Abstract
Presentation Description :
Age-related macular degeneration (AMD) is a multifactorial disease with age, environment, and genetics as contributing factors. Genetic analysis of AMD has identified 34 high-risk loci involved in different biological pathways, including complement, cell survival, lipid processing, extracellular matrix remodeling, and angiogenesis. The apparent defects in multiple pathways suggest that a single treatment for all AMD patients may not be effective and requires an understanding of the underlying cellular pathways causing AMD. This study defined protein changes in the retinal pigment epithelium (RPE) from human donors phenotyped for the presence and severity of AMD and genotyped for the single nucleotide polymorphisms (SNP) in complement factor H (CFH) that causes substitution of a tyrosine for histidine (Y402H).

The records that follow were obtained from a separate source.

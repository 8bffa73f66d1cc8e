//! gsat - Guarded saturation
//!
//! This crate re-exports all layers of the gsat system for convenient access.
//! For detailed documentation, see the individual layer crates.
//!
//! # Architecture
//!
//! ```text
//! Layer 3: gsat_engine     — Saturation loop, evolve, skolem resolution
//! Layer 2: gsat_unify      — Most general unifiers, unification indexes
//!          gsat_index      — Subsumption filters and subsumers
//! Layer 1: gsat_rules      — TGDs, normal forms, skolemization, rule arena
//! Layer 0: gsat_foundation — Core types (Term, Atom, Substitution, Error)
//! ```

pub use gsat_engine as engine;
pub use gsat_foundation as foundation;
pub use gsat_index as index;
pub use gsat_rules as rules;
pub use gsat_unify as unify;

We used a proteomics approach to test the hypothesis that altered content of the RPE proteome will provide insight into the mechanism responsible for RPE cell death in late AMD. Proteins were isolated from human donor RPE harboring either the low-risk WT allele (n=123) or high-risk CFH SNP (n=120). The presence and severity of AMD was determined using the Minnesota Grading System, where MGS1 is donors without AMD and MGS2 to 4 are donors at progressively more severe disease. Proteins were analyzed by the UHR-IonStar pipeline featuring ultra-high-resolution MS1 acquisition and narrow-window MS1 feature extraction for quantification. A total of 6,996 proteins were quantified in all 243 samples. Statistical testing (2-way ANOVA) revealed significant effects of genotype (263 proteins), AMD status (807 proteins), and interaction of both genotype and AMD (420 proteins). Dunnett’s post-hoc statistics and bioinformatic analysis comparing each disease stage (MGS2-4) with MGS1 for each genotype revealed prominent discrepancies in AMD donors with and without the CFH high-risk SNP. Top altered pathways with high-risk CFH were changes in metabolism, including multiple mitochondrial proteins, stress response, lysosomes, and apoptosis. Top pathways in low-risk RPE included translation, exocytosis, transport of anions and gases, and extracellular matrix organization. These data provide novel insight into genotype-specific changes in the proteome, which will be valuable for designing patient-specific therapies to treat AMD.
This abstract was presented at the 2023 ARVO Annual Meeting, held in New Orleans, LA, April 23-27, 2023.